WHAT IS EXPECTED
The expected output is every entry below, exact in every character.

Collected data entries
==========
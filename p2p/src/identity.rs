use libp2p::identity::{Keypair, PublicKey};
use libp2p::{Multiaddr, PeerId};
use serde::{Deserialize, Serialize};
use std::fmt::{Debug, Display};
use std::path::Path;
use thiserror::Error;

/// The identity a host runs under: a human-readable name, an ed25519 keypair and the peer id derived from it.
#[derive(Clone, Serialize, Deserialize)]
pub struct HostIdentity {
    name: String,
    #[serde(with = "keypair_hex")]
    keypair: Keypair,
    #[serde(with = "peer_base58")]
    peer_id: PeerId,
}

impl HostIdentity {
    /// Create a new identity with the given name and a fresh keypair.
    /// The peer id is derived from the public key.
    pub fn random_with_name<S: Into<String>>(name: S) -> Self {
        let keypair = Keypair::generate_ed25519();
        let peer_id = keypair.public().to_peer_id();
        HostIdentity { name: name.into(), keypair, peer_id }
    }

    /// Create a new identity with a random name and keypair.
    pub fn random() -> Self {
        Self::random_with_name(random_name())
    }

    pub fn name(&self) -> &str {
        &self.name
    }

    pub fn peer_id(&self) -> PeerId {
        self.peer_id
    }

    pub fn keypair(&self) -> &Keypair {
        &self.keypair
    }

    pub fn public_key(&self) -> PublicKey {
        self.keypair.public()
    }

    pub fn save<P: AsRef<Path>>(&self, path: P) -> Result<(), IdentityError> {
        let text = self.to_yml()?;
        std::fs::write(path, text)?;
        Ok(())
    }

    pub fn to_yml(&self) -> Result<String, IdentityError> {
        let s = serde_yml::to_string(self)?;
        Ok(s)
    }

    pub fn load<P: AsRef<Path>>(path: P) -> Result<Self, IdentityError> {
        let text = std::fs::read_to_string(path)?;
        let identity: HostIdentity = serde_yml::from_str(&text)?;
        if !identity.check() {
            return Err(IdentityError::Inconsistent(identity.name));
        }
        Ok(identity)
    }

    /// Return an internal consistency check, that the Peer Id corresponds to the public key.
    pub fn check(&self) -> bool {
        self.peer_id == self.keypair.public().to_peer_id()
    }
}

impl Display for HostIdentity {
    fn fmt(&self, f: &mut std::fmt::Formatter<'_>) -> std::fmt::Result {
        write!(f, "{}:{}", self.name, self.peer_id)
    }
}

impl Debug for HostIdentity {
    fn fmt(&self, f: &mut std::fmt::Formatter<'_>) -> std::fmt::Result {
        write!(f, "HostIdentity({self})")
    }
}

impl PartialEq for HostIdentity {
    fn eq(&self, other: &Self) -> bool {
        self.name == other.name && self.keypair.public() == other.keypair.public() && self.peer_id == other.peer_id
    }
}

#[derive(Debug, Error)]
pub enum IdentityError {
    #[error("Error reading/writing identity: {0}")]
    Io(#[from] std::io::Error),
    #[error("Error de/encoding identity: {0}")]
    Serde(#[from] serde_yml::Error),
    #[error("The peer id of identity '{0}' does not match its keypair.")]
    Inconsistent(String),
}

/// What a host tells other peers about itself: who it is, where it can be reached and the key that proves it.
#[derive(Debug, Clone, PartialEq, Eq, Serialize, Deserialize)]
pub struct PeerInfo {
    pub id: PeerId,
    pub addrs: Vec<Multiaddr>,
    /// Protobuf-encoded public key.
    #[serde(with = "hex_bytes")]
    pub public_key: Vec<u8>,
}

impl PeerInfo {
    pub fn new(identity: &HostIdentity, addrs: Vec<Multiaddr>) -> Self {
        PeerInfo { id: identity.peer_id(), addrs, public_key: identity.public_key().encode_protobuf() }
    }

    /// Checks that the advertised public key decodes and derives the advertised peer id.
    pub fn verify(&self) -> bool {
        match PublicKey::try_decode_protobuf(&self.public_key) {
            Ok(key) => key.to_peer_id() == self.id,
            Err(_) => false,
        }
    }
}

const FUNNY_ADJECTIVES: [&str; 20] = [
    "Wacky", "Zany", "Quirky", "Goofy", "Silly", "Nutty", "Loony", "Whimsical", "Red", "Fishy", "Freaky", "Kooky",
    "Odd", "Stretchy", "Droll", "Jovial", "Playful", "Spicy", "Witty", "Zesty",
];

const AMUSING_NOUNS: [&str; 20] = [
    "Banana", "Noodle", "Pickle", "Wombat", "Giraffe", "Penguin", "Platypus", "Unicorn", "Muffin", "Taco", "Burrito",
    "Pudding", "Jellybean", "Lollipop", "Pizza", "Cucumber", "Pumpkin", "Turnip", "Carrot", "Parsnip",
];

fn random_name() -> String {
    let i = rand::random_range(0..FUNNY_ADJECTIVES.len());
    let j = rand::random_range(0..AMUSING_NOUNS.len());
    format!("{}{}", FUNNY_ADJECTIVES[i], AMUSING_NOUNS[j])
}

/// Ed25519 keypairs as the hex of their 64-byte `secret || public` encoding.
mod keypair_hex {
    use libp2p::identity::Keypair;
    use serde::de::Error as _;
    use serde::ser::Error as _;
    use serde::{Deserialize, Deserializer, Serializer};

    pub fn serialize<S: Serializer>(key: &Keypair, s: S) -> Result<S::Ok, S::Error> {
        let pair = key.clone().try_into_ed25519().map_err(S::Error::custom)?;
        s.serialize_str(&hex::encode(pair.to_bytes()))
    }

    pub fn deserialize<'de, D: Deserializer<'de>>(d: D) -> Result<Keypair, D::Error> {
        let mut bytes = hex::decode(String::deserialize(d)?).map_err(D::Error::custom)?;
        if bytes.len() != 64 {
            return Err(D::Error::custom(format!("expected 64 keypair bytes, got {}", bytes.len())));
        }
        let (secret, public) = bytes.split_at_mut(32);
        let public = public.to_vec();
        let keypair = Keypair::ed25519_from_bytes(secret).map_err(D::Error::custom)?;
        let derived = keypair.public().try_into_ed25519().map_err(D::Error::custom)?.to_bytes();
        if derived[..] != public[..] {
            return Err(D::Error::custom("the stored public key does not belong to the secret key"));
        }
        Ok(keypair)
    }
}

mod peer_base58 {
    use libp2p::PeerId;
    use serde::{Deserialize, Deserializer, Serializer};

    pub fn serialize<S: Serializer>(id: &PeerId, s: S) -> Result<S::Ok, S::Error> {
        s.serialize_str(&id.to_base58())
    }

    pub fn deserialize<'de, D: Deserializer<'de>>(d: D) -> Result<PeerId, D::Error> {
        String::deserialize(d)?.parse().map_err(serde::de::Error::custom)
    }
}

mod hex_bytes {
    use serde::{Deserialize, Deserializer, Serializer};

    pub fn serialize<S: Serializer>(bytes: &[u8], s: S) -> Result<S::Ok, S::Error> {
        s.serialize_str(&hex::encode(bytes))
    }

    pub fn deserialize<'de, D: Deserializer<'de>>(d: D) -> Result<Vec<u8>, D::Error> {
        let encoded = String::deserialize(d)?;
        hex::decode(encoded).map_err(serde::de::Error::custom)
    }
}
==========
RESULT FOR THIS EXERCISE
filename p2p/src/identity.rs
use libp2p::identity::{Keypair, PublicKey};
use libp2p::{Multiaddr, PeerId};
use serde::{Deserialize, Serialize};
use std::fmt::{Debug, Display};
use std::path::Path;
use thiserror::Error;

/// The identity a host runs under: a human-readable name, an ed25519 keypair and the peer id derived from it.
#[derive(Clone, Serialize, Deserialize)]
pub struct HostIdentity {
    name: String,
    #[serde(with = "keypair_hex")]
    keypair: Keypair,
    #[serde(with = "peer_base58")]
    peer_id: PeerId,
}

impl HostIdentity {
    /// Create a new identity with the given name and a fresh keypair.
    /// The peer id is derived from the public key.
    pub fn random_with_name<S: Into<String>>(name: S) -> Self {
        let keypair = Keypair::generate_ed25519();
        let peer_id = keypair.public().to_peer_id();
        HostIdentity { name: name.into(), keypair, peer_id }
    }

    /// Create a new identity with a random name and keypair.
    pub fn random() -> Self {
        Self::random_with_name(random_name())
    }

    pub fn name(&self) -> &str {
        &self.name
    }

    pub fn peer_id(&self) -> PeerId {
        self.peer_id
    }

    pub fn keypair(&self) -> &Keypair {
        &self.keypair
    }

    pub fn public_key(&self) -> PublicKey {
        self.keypair.public()
    }

    pub fn save<P: AsRef<Path>>(&self, path: P) -> Result<(), IdentityError> {
        let text = self.to_yml()?;
        std::fs::write(path, text)?;
        Ok(())
    }

    pub fn to_yml(&self) -> Result<String, IdentityError> {
        let s = serde_yml::to_string(self)?;
        Ok(s)
    }

    pub fn load<P: AsRef<Path>>(path: P) -> Result<Self, IdentityError> {
        let text = std::fs::read_to_string(path)?;
        let identity: HostIdentity = serde_yml::from_str(&text)?;
        if !identity.check() {
            return Err(IdentityError::Inconsistent(identity.name));
        }
        Ok(identity)
    }

    /// Return an internal consistency check, that the Peer Id corresponds to the public key.
    pub fn check(&self) -> bool {
        self.peer_id == self.keypair.public().to_peer_id()
    }
}

impl Display for HostIdentity {
    fn fmt(&self, f: &mut std::fmt::Formatter<'_>) -> std::fmt::Result {
        write!(f, "{}:{}", self.name, self.peer_id)
    }
}

impl Debug for HostIdentity {
    fn fmt(&self, f: &mut std::fmt::Formatter<'_>) -> std::fmt::Result {
        write!(f, "HostIdentity({self})")
    }
}

impl PartialEq for HostIdentity {
    fn eq(&self, other: &Self) -> bool {
        self.name == other.name && self.keypair.public() == other.keypair.public() && self.peer_id == other.peer_id
    }
}

#[derive(Debug, Error)]
pub enum IdentityError {
    #[error("Error reading/writing identity: {0}")]
    Io(#[from] std::io::Error),
    #[error("Error de/encoding identity: {0}")]
    Serde(#[from] serde_yml::Error),
    #[error("The peer id of identity '{0}' does not match its keypair.")]
    Inconsistent(String),
}

/// What a host tells other peers about itself: who it is, where it can be reached and the key that proves it.
#[derive(Debug, Clone, PartialEq, Eq, Serialize, Deserialize)]
pub struct PeerInfo {
    pub id: PeerId,
    pub addrs: Vec<Multiaddr>,
    /// Protobuf-encoded public key.
    #[serde(with = "hex_bytes")]
    pub public_key: Vec<u8>,
}

impl PeerInfo {
    pub fn new(identity: &HostIdentity, addrs: Vec<Multiaddr>) -> Self {
        PeerInfo { id: identity.peer_id(), addrs, public_key: identity.public_key().encode_protobuf() }
    }

    /// Checks that the advertised public key decodes and derives the advertised peer id.
    pub fn verify(&self) -> bool {
        match PublicKey::try_decode_protobuf(&self.public_key) {
            Ok(key) => key.to_peer_id() == self.id,
            Err(_) => false,
        }
    }
}

const FUNNY_ADJECTIVES: [&str; 20] = [
    "Wacky", "Zany", "Quirky", "Goofy", "Silly", "Nutty", "Loony", "Whimsical", "Red", "Fishy", "Freaky", "Kooky",
    "Odd", "Stretchy", "Droll", "Jovial", "Playful", "Spicy", "Witty", "Zesty",
];

const AMUSING_NOUNS: [&str; 20] = [
    "Banana", "Noodle", "Pickle", "Wombat", "Giraffe", "Penguin", "Platypus", "Unicorn", "Muffin", "Taco", "Burrito",
    "Pudding", "Jellybean", "Lollipop", "Pizza", "Cucumber", "Pumpkin", "Turnip", "Carrot", "Parsnip",
];

fn random_name() -> String {
    let i = rand::random_range(0..FUNNY_ADJECTIVES.len());
    let j = rand::random_range(0..AMUSING_NOUNS.len());
    format!("{}{}", FUNNY_ADJECTIVES[i], AMUSING_NOUNS[j])
}

/// Ed25519 keypairs as the hex of their 64-byte `secret || public` encoding.
mod keypair_hex {
    use libp2p::identity::Keypair;
    use serde::de::Error as _;
    use serde::ser::Error as _;
    use serde::{Deserialize, Deserializer, Serializer};

    pub fn serialize<S: Serializer>(key: &Keypair, s: S) -> Result<S::Ok, S::Error> {
        let pair = key.clone().try_into_ed25519().map_err(S::Error::custom)?;
        s.serialize_str(&hex::encode(pair.to_bytes()))
    }

    pub fn deserialize<'de, D: Deserializer<'de>>(d: D) -> Result<Keypair, D::Error> {
        let mut bytes = hex::decode(String::deserialize(d)?).map_err(D::Error::custom)?;
        if bytes.len() != 64 {
            return Err(D::Error::custom(format!("expected 64 keypair bytes, got {}", bytes.len())));
        }
        let (secret, public) = bytes.split_at_mut(32);
        let public = public.to_vec();
        let keypair = Keypair::ed25519_from_bytes(secret).map_err(D::Error::custom)?;
        let derived = keypair.public().try_into_ed25519().map_err(D::Error::custom)?.to_bytes();
        if derived[..] != public[..] {
            return Err(D::Error::custom("the stored public key does not belong to the secret key"));
        }
        Ok(keypair)
    }
}

mod peer_base58 {
    use libp2p::PeerId;
    use serde::{Deserialize, Deserializer, Serializer};

    pub fn serialize<S: Serializer>(id: &PeerId, s: S) -> Result<S::Ok, S::Error> {
        s.serialize_str(&id.to_base58())
    }

    pub fn deserialize<'de, D: Deserializer<'de>>(d: D) -> Result<PeerId, D::Error> {
        String::deserialize(d)?.parse().map_err(serde::de::Error::custom)
    }
}

mod hex_bytes {
    use serde::{Deserialize, Deserializer, Serializer};

    pub fn serialize<S: Serializer>(bytes: &[u8], s: S) -> Result<S::Ok, S::Error> {
        s.serialize_str(&hex::encode(bytes))
    }

    pub fn deserialize<'de, D: Deserializer<'de>>(d: D) -> Result<Vec<u8>, D::Error> {
        let encoded = String::deserialize(d)?;
        hex::decode(encoded).map_err(serde::de::Error::custom)
    }
}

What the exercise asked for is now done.